I have a simple switch connected to Port C pin 24, which is configured as INPUT with a pull-up resistor and debouncing input filter. When I toggle the switch the code enters an interrupt and toggles the "display" on or of depending on the state of the switch.

Everything works fine until I introduce a simple while(1) loop, which should handle everything I want to do. But every time I write the function called run, which only contains one while(1) loop and a single dummy operation __asm__("nop"), the while loop prevents the code from entering the interrupt.

This is my code:

void display_init(void) {
    sysclk_init();
    delay_init(sysclk_get_cpu_hz());
    pmc_set_writeprotect(false);
    pmc_enable_periph_clk(ID_PIOC);
    NVIC_EnableIRQ(PIOC_IRQn);
    REG_PIOC_PER = SWITCH;
    REG_PIOC_ODR = SWITCH;
    REG_PIOC_OWDR = SWITCH;
    REG_PIOC_PUER = SWITCH;
    REG_PIOC_IFER = SWITCH;
    REG_PIOC_DIFSR = SWITCH;
    REG_PIOC_LSR = SWITCH;
    REG_PIOC_REHLSR = SWITCH;

    //Clear input change register to avoid immediate interrupt
    REG_PIOC_ISR;
    REG_PIOC_IER = SWITCH;
    run();
}

void run() {
    while(1) {
        __asm__("nop"); //Dummy operation for debugging
    }
}

void PIOC_Handler(void) {
    REG_PIOC_ISR;
    if(REG_PIOC_PDSR & PIO_PC24) {
        __asm__("nop"); //Breakpoint
    } else {
        __asm__("nop"); //Breakpoint
    }
}

As far as I know, an interrupt stops everything executed at the current time and starts working on the interrupt code. My question is now: Why is the interrupt not stopping the while loop?

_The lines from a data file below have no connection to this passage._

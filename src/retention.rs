//! # Retention Policy
//!
//! Maps each [`SourceTier`] to a retention window (in days) plus a human-readable
//! rationale, and optionally to the list of collector names belonging to it.
//!
//! - `delete_after = max(end_date, created_at) + retention_days[tier]`
//! - Recomputation on merge is escalation-only: the stored window never shrinks.
//! - Unknown tiers fall back to the shortest configured window and produce a
//!   [`PolicyNotFoundError`] warning instead of blocking ingestion.
//!
//! Loads from TOML or JSON (`RETENTION_POLICY_PATH`, then
//! `config/retention.toml`, then `config/retention.json`), with built-in defaults.

use std::collections::BTreeMap;
use std::fs;
use std::path::{Path, PathBuf};

use anyhow::{anyhow, Context, Result};
use chrono::{DateTime, Duration, Utc};
use serde::{Deserialize, Serialize};

use crate::error::PolicyNotFoundError;
use crate::model::{CanonicalEvent, SourceTier};

pub const ENV_RETENTION_POLICY_PATH: &str = "RETENTION_POLICY_PATH";

#[derive(Debug, Clone, PartialEq, Serialize, Deserialize)]
pub struct TierPolicy {
    pub retention_days: u32,
    #[serde(default)]
    pub rationale: String,
    /// Collector names assigned to this tier.
    #[serde(default)]
    pub sources: Vec<String>,
}

#[derive(Debug, Clone, PartialEq, Serialize, Deserialize)]
pub struct RetentionPolicy {
    pub tiers: BTreeMap<SourceTier, TierPolicy>,
}

/// Outcome of resolving a submission's tier.
#[derive(Debug, Clone, PartialEq)]
pub struct ResolvedTier {
    pub tier: SourceTier,
    pub retention_days: u32,
    pub warning: Option<PolicyNotFoundError>,
}

impl Default for RetentionPolicy {
    fn default() -> Self {
        let mut tiers = BTreeMap::new();
        tiers.insert(
            SourceTier::High,
            TierPolicy {
                retention_days: 7,
                rationale: "High-value family events, keep for analytics".into(),
                sources: vec![
                    "dubai_calendar".into(),
                    "timeout_dubai".into(),
                    "timeout_kids_uae".into(),
                    "platinumlist".into(),
                ],
            },
        );
        tiers.insert(
            SourceTier::Medium,
            TierPolicy {
                retention_days: 3,
                rationale: "Good coverage, moderate retention".into(),
                sources: vec![
                    "eventbrite_dubai".into(),
                    "meetup_dubai".into(),
                    "whats_on_dubai".into(),
                    "timeout_market_dubai".into(),
                    "timeout_dxb".into(),
                    "dubai_web_events".into(),
                ],
            },
        );
        tiers.insert(
            SourceTier::Low,
            TierPolicy {
                retention_days: 1,
                rationale: "Limited family appeal, minimal retention".into(),
                sources: vec![
                    "7g_media".into(),
                    "social_rising".into(),
                    "instagram_influencers".into(),
                ],
            },
        );
        Self { tiers }
    }
}

impl RetentionPolicy {
    /// Tier with the shortest configured window (ties go to the lower tier).
    pub fn fallback_tier(&self) -> SourceTier {
        self.tiers
            .iter()
            .min_by_key(|(tier, p)| (p.retention_days, **tier))
            .map(|(tier, _)| *tier)
            .unwrap_or(SourceTier::Low)
    }

    /// Retention days for `tier`, falling back to the most conservative entry.
    pub fn retention_for(&self, tier: SourceTier) -> (u32, Option<PolicyNotFoundError>) {
        if let Some(p) = self.tiers.get(&tier) {
            return (p.retention_days, None);
        }
        let fallback = self.fallback_tier();
        let days = self
            .tiers
            .get(&fallback)
            .map(|p| p.retention_days)
            .unwrap_or(1);
        (
            days,
            Some(PolicyNotFoundError {
                requested: tier.to_string(),
                fallback,
            }),
        )
    }

    /// Look up the tier a collector belongs to (case-insensitive).
    pub fn tier_for_source(&self, source_name: &str) -> Option<SourceTier> {
        let s = source_name.trim();
        self.tiers
            .iter()
            .rev()
            .find(|(_, p)| p.sources.iter().any(|x| x.eq_ignore_ascii_case(s)))
            .map(|(tier, _)| *tier)
    }

    /// Resolve a submission's tier: explicit tier string first, then the source
    /// registry, then the conservative fallback with a warning.
    pub fn resolve_tier(&self, explicit: Option<&str>, source_name: &str) -> ResolvedTier {
        let explicit = explicit.map(str::trim).filter(|s| !s.is_empty());
        let parsed = explicit.and_then(|s| s.parse::<SourceTier>().ok());

        let candidate = parsed.or_else(|| {
            if explicit.is_none() {
                self.tier_for_source(source_name)
            } else {
                None
            }
        });

        match candidate {
            Some(tier) => {
                let (days, warning) = self.retention_for(tier);
                match warning {
                    None => ResolvedTier {
                        tier,
                        retention_days: days,
                        warning: None,
                    },
                    Some(w) => ResolvedTier {
                        tier: w.fallback,
                        retention_days: days,
                        warning: Some(w),
                    },
                }
            }
            None => {
                let fallback = self.fallback_tier();
                let (days, _) = self.retention_for(fallback);
                ResolvedTier {
                    tier: fallback,
                    retention_days: days,
                    warning: Some(PolicyNotFoundError {
                        requested: explicit.unwrap_or(source_name).to_string(),
                        fallback,
                    }),
                }
            }
        }
    }

    /// `max(end_date, created_at) + retention_days[tier]`.
    pub fn delete_after(
        &self,
        tier: SourceTier,
        end_date: DateTime<Utc>,
        created_at: DateTime<Utc>,
    ) -> DateTime<Utc> {
        let (days, _) = self.retention_for(tier);
        end_date.max(created_at) + Duration::days(i64::from(days))
    }

    /// Escalation-only recomputation used on merge.
    pub fn escalate(
        &self,
        current: DateTime<Utc>,
        tier: SourceTier,
        end_date: DateTime<Utc>,
        created_at: DateTime<Utc>,
    ) -> DateTime<Utc> {
        current.max(self.delete_after(tier, end_date, created_at))
    }

    /// Tier and window `ev` would get under this policy, or `None` when neither
    /// moves. The tier only rises (registry lookup over every reporting source)
    /// and the window only grows.
    pub fn reapply(&self, ev: &CanonicalEvent) -> Option<(SourceTier, DateTime<Utc>)> {
        let tier = ev
            .sources
            .iter()
            .filter_map(|s| self.tier_for_source(s))
            .fold(ev.source_tier, SourceTier::max);
        let delete_after = self.escalate(ev.delete_after, tier, ev.end_date, ev.created_at);
        if tier == ev.source_tier && delete_after == ev.delete_after {
            None
        } else {
            Some((tier, delete_after))
        }
    }

    /// Reject tables without any tier entry.
    pub fn validate(self) -> Result<Self> {
        if self.tiers.is_empty() {
            return Err(anyhow!("retention policy has no tiers"));
        }
        Ok(self)
    }
}

/// Load a policy from an explicit path. Supports TOML or JSON.
pub fn load_policy_from(path: &Path) -> Result<RetentionPolicy> {
    let content = fs::read_to_string(path)
        .with_context(|| format!("reading retention policy from {}", path.display()))?;
    let ext = path
        .extension()
        .and_then(|s| s.to_str())
        .unwrap_or_default()
        .to_ascii_lowercase();
    parse_policy(&content, ext.as_str())
}

/// Load the policy using env var + fallbacks:
/// 1) $RETENTION_POLICY_PATH
/// 2) config/retention.toml
/// 3) config/retention.json
/// 4) built-in defaults
pub fn load_policy_default() -> Result<RetentionPolicy> {
    if let Ok(p) = std::env::var(ENV_RETENTION_POLICY_PATH) {
        let pb = PathBuf::from(p);
        if pb.exists() {
            return load_policy_from(&pb);
        } else {
            return Err(anyhow!("RETENTION_POLICY_PATH points to non-existent path"));
        }
    }
    let toml_p = PathBuf::from("config/retention.toml");
    if toml_p.exists() {
        return load_policy_from(&toml_p);
    }
    let json_p = PathBuf::from("config/retention.json");
    if json_p.exists() {
        return load_policy_from(&json_p);
    }
    Ok(RetentionPolicy::default())
}

pub(crate) fn parse_policy(s: &str, hint_ext: &str) -> Result<RetentionPolicy> {
    let try_toml = hint_ext == "toml" || s.contains("[tiers");
    if try_toml {
        if let Ok(v) = parse_toml(s) {
            return v.validate();
        }
    }
    if let Ok(v) = serde_json::from_str::<RetentionPolicy>(s) {
        return v.validate();
    }
    if !try_toml {
        if let Ok(v) = parse_toml(s) {
            return v.validate();
        }
    }
    Err(anyhow!("unsupported retention policy format"))
}

fn parse_toml(s: &str) -> Result<RetentionPolicy> {
    Ok(toml::from_str(s)?)
}

#[cfg(test)]
mod tests {
    use super::*;
    use chrono::TimeZone;

    fn ts(d: u32) -> DateTime<Utc> {
        Utc.with_ymd_and_hms(2025, 6, d, 0, 0, 0).unwrap()
    }

    #[test]
    fn default_windows_follow_tiers() {
        let p = RetentionPolicy::default();
        assert_eq!(p.retention_for(SourceTier::High).0, 7);
        assert_eq!(p.retention_for(SourceTier::Medium).0, 3);
        assert_eq!(p.retention_for(SourceTier::Low).0, 1);
        assert_eq!(p.fallback_tier(), SourceTier::Low);
    }

    #[test]
    fn delete_after_uses_later_of_end_and_created() {
        let p = RetentionPolicy::default();
        assert_eq!(p.delete_after(SourceTier::High, ts(15), ts(1)), ts(22));
        // Created after the event ended: window counts from creation.
        assert_eq!(p.delete_after(SourceTier::Low, ts(10), ts(12)), ts(13));
    }

    #[test]
    fn escalation_never_shortens() {
        let p = RetentionPolicy::default();
        let current = p.delete_after(SourceTier::High, ts(15), ts(1));
        let after_low = p.escalate(current, SourceTier::Low, ts(15), ts(1));
        assert_eq!(after_low, current);
    }

    fn stored(tier: SourceTier, end: DateTime<Utc>, created: DateTime<Utc>) -> CanonicalEvent {
        CanonicalEvent {
            id: "e1".into(),
            fingerprint: "fp".into(),
            title: "Pottery Class".into(),
            description: None,
            venue_name: "studio 1".into(),
            area: None,
            start_date: end,
            end_date: end,
            price_min: None,
            price_max: None,
            tags: Default::default(),
            booking_url: None,
            sources: Default::default(),
            source_tier: tier,
            status: crate::model::EventStatus::Active,
            created_at: created,
            updated_at: created,
            soft_deleted_at: None,
            hard_deleted_at: None,
            delete_after: created,
            quality_score: 0.0,
            alias_ids: Default::default(),
        }
    }

    #[test]
    fn reapply_only_ever_escalates() {
        let mut p = RetentionPolicy::default();
        let mut ev = stored(SourceTier::Medium, ts(15), ts(1));
        ev.sources.insert("meetup_dubai".into());
        ev.delete_after = p.delete_after(SourceTier::Medium, ts(15), ts(1));
        assert_eq!(p.reapply(&ev), None);

        // Longer medium window: the record escalates in place.
        p.tiers.get_mut(&SourceTier::Medium).unwrap().retention_days = 10;
        assert_eq!(p.reapply(&ev), Some((SourceTier::Medium, ts(25))));

        // Shorter window never shrinks a stored one.
        p.tiers.get_mut(&SourceTier::Medium).unwrap().retention_days = 1;
        assert_eq!(p.reapply(&ev), None);

        // Collector moved to the high tier in the registry.
        let mut p = RetentionPolicy::default();
        p.tiers.get_mut(&SourceTier::High).unwrap().sources.push("MEETUP_DUBAI".into());
        assert_eq!(p.reapply(&ev), Some((SourceTier::High, ts(22))));
    }

    #[test]
    fn unknown_tier_falls_back_with_warning() {
        let p = RetentionPolicy::default();
        let r = p.resolve_tier(Some("platinum"), "somewhere");
        assert_eq!(r.tier, SourceTier::Low);
        assert_eq!(r.retention_days, 1);
        assert_eq!(r.warning.unwrap().requested, "platinum");
    }

    #[test]
    fn registry_used_when_tier_absent() {
        let p = RetentionPolicy::default();
        let r = p.resolve_tier(None, "TimeOut_Dubai");
        assert_eq!(r.tier, SourceTier::High);
        assert!(r.warning.is_none());

        let unknown = p.resolve_tier(None, "random_blog");
        assert_eq!(unknown.tier, SourceTier::Low);
        assert!(unknown.warning.is_some());
    }

    #[test]
    fn missing_tier_entry_uses_shortest_window() {
        let mut p = RetentionPolicy::default();
        p.tiers.remove(&SourceTier::Medium);
        let r = p.resolve_tier(Some("medium"), "x");
        assert_eq!(r.tier, SourceTier::Low);
        assert_eq!(r.retention_days, 1);
        assert!(r.warning.is_some());
    }

    #[test]
    fn parses_toml_and_json() {
        let toml = r#"
[tiers.high]
retention_days = 10
rationale = "keep longer"
sources = ["a"]

[tiers.low]
retention_days = 2
"#;
        let p = parse_policy(toml, "toml").unwrap();
        assert_eq!(p.retention_for(SourceTier::High).0, 10);
        assert_eq!(p.fallback_tier(), SourceTier::Low);

        let json = r#"{"tiers":{"medium":{"retention_days":4}}}"#;
        let pj = parse_policy(json, "json").unwrap();
        assert_eq!(pj.retention_for(SourceTier::Medium).0, 4);
        // High is missing → falls back to medium (the only, hence shortest, entry).
        let (days, warn) = pj.retention_for(SourceTier::High);
        assert_eq!(days, 4);
        assert!(warn.is_some());

        assert!(parse_policy(r#"{"tiers":{}}"#, "json").is_err());
    }
}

Before I recognized this problem, I had a simple condition in the while loop that checks whether 1 or 0 to equals 1 when I set this state to 0, so the condition was 1 == 0 which should equal false. The loop did not stop and continued to run even if the condition for this loop was false... Is it possible that while loops do not like to be used in parallel with interrupts?

EDIT:

void main(void) {
    board_init();
    display_init();
}

I don't have an Arduino setup() function because I'm using Atmel Studio to ensure working at low Level, to avoid unnecessary code and to keep memory usage as low as possible.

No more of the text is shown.